[[ The data, beginning ]]

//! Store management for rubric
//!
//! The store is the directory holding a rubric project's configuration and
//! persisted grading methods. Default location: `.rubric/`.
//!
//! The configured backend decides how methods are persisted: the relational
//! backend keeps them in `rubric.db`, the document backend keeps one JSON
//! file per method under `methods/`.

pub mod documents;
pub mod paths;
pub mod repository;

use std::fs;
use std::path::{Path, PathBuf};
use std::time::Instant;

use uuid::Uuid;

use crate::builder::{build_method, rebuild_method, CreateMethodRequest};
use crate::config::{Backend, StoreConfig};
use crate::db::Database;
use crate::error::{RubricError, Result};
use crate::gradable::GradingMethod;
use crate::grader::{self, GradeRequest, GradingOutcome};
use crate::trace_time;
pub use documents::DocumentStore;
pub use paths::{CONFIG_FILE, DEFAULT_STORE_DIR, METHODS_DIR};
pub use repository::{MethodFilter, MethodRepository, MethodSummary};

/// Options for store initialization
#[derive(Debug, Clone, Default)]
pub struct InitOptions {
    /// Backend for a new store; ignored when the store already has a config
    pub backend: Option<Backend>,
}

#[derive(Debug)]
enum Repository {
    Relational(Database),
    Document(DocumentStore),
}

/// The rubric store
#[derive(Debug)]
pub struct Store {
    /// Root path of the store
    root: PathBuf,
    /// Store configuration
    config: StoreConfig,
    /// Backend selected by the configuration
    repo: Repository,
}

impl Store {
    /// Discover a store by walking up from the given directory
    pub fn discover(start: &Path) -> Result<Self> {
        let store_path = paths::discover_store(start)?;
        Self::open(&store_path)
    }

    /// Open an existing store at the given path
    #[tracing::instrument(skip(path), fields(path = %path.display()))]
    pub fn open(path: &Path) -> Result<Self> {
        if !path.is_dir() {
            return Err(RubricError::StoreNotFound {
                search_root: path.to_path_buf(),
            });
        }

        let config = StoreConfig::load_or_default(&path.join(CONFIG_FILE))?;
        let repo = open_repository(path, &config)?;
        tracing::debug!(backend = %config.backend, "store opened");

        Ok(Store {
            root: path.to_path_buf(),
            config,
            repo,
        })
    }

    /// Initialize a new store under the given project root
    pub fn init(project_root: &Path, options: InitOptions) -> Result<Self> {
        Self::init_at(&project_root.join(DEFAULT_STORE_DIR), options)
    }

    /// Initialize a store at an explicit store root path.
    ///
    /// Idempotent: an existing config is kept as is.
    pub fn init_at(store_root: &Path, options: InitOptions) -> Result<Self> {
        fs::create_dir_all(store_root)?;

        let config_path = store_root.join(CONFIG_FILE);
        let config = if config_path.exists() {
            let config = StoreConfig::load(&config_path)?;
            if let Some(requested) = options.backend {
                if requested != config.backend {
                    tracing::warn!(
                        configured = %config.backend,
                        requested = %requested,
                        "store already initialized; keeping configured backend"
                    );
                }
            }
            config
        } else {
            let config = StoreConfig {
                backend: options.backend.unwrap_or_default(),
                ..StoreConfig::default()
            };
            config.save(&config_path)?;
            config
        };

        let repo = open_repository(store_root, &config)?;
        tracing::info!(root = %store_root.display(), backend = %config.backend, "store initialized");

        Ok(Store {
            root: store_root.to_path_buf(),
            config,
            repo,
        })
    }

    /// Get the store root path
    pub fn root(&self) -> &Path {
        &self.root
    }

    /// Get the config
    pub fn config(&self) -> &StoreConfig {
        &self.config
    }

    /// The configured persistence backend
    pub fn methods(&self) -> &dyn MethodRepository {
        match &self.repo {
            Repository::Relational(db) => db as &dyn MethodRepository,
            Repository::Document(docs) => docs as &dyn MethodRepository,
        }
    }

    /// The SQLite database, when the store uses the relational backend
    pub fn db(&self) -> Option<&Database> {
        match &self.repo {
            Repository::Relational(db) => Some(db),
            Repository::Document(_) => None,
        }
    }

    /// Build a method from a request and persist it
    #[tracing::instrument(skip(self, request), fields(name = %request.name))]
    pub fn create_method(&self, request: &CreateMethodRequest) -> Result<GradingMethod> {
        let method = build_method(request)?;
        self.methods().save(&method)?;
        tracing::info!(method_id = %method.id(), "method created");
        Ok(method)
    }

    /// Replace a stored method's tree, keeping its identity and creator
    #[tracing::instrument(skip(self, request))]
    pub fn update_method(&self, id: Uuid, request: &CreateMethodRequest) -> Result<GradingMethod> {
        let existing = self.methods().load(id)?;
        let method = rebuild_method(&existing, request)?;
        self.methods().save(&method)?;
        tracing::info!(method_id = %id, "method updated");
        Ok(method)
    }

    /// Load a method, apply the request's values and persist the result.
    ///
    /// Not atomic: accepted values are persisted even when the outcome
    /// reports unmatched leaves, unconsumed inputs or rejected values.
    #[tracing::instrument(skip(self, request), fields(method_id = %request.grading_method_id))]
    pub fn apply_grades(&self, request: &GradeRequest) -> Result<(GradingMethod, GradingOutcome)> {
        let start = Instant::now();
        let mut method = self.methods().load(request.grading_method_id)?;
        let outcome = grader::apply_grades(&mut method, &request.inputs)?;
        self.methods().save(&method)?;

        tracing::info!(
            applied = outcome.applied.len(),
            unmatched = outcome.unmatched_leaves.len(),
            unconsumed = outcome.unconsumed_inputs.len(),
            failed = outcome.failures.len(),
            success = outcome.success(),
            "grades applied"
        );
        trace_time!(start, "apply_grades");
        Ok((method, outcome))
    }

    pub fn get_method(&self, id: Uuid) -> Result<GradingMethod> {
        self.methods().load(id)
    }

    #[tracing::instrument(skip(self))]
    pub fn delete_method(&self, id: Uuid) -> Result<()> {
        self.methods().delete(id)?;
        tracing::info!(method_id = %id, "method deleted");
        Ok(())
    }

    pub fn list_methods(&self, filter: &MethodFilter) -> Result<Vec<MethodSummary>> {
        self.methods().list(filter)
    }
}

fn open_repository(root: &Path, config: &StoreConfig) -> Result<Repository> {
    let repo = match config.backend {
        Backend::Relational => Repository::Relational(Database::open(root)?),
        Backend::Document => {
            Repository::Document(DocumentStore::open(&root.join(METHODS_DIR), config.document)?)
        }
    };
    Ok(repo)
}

[[ The data, end ]]
[[ The data, beginning ]]

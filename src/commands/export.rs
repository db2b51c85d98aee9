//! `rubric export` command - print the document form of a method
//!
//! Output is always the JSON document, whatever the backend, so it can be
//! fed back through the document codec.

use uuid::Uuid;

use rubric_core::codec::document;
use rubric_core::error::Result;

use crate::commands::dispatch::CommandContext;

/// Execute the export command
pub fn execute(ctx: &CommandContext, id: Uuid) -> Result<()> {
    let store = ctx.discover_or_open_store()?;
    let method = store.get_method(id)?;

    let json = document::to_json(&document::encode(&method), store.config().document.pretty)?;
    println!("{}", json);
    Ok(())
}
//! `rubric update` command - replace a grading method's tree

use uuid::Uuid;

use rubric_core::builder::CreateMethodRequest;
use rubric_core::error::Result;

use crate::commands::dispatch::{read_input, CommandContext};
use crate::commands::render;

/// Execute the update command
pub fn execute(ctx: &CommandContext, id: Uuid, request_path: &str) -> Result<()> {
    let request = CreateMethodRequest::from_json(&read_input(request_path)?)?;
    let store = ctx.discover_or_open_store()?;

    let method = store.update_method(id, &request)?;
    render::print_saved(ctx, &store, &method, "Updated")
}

[[ The data, end ]]

Exercise: From the material above, retype precisely the lines between the line holding "management for rubric" and the line holding "keeps one JSON", inclusive, and nothing beyond them.

Solution to this problem:
//! Store management for rubric
//!
//! The store is the directory holding a rubric project's configuration and
//! persisted grading methods. Default location: `.rubric/`.
//!
//! The configured backend decides how methods are persisted: the relational
//! backend keeps them in `rubric.db`, the document backend keeps one JSON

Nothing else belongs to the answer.